Thankfully for Cicurel and the Karmanos Cancer Institute at the Lawrence and Idell Weisberg Cancer Treatment Center, the perspective included a great day of fundraising for the center and some of the most poignant moments in the 28-year history of the invitational.
“We had 164 golfers, many more than usual, and 85 people came just to the dinner,” Cicurel said. “The turnout is a big reason why this was one of the most significant Greenberg events.”
Cicurel thinks the popularity of the Greenberg Invitational honorees — former Detroit Tigers star Ivan “Pudge” Rodriguez, Jeremy Schaap and Ian Burnstein from the Gary Burnstein Community Health Clinic in Pontiac — had a lot to do with the crowd size.
Rodriguez, a 2017 inductee into the Baseball Hall of Fame, received the Hank Greenberg Memorial Lifetime Achievement Award.
Schaap, an eight-time Emmy Award-winning ESPN reporter and author and frequent Greenberg Invitational participant, was presented the Dick Schaap Memorial Award for Media Excellence, named for his father.
Burnstein is president of the board of directors of the not-for-profit Burnstein Clinic, established by his late father, which offers free health and dental services to uninsured low-income patients. Burnstein received the Barry Bremen Memorial Inspiration Award.
A raffle drawing for a trip to the following year’s Masters golf tournament has become a part of the Greenberg Invitational festivities.
This year’s winner was Noah Bremen. The Bremen Memorial Inspiration Award is named for his father.
Instead of accepting the Masters prize, Noah asked that it be auctioned to the highest bidder. Adam Bremen, Noah’s brother and the first recipient of the Bremen Award, was the auctioneer.
William Gahagan, Hank Greenberg’s grandson on his first trip to Detroit, and Ian Burnstein engaged in a friendly bidding war for the prize. Burnstein’s $3,500 bid won, adding more to the Greenberg Invitational coffers.
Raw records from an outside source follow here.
//! Import resolution interface consumed by the graph builder

use std::path::{Path, PathBuf};

use thiserror::Error;

/// Metadata of a resolved package
#[derive(Debug, Clone, PartialEq, Eq)]
pub struct PackageInfo {
    /// Canonical import path
    pub import_path: String,

    /// Package name from the `package` clause
    pub name: String,

    /// Absolute directory holding the package sources
    pub dir: PathBuf,

    /// Shipped with the toolchain (found under GOROOT)
    pub goroot: bool,

    /// Imported identifiers, sorted and deduplicated
    pub imports: Vec<String>,
}

/// A single identifier could not be resolved
///
/// Never fatal to a build: the identifier becomes an `err` node.
#[derive(Error, Debug, Clone, PartialEq, Eq)]
#[error("failed to import {identifier}: {reason}")]
pub struct ResolutionError {
    pub identifier: String,
    pub reason: String,
}

impl ResolutionError {
    pub fn new(identifier: impl Into<String>, reason: impl Into<String>) -> Self {
        Self {
            identifier: identifier.into(),
            reason: reason.into(),
        }
    }
}

/// Resolves package identifiers into package metadata
///
/// Called from many worker threads at once, so implementations must be
/// safe for concurrent use.
pub trait ImportResolver: Send + Sync {
    /// Resolve `identifier` as imported from a package living in `src_dir`
    fn resolve(&self, identifier: &str, src_dir: &Path) -> Result<PackageInfo, ResolutionError>;

    /// Import path `identifier` names when imported from `src_dir`
    ///
    /// Must not touch the filesystem. The result keys the visited set and is
    /// the target of import edges, so it has to match the `import_path` a
    /// successful [`resolve`](Self::resolve) reports. The default treats
    /// every identifier as already canonical.
    fn canonical(&self, identifier: &str, _src_dir: &Path) -> String {
        identifier.to_string()
    }
}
Then there was the invitational’s 50/50 drawing. Cicurel said the winner of $980 gave the money to the Burnstein Clinic after hearing Ian Burnstein’s award acceptance speech.
With Father’s Day less than a week away, Schaap and Burnstein spoke emotionally about their late fathers — Dick Schapp and Gary Burnstein — during their award acceptance talks.
Circurel said Greenberg Invitational co-chairs J.J. Modell and Brian Eisenberg did a great job organizing the event, and foundation board members played a major role in gathering a large number of silent and live auction items.
One thing the foundation can’t control each year is the weather the day of the invitational. This year, it was perfect.
“Gorgeous,” Circurel said. “We were very lucky.”
Next on the foundation’s plate is the annual Michigan Jewish Sports Hall of Fame induction dinner. That will take place Oct. 22 at the Jewish Community Center in West Bloomfield.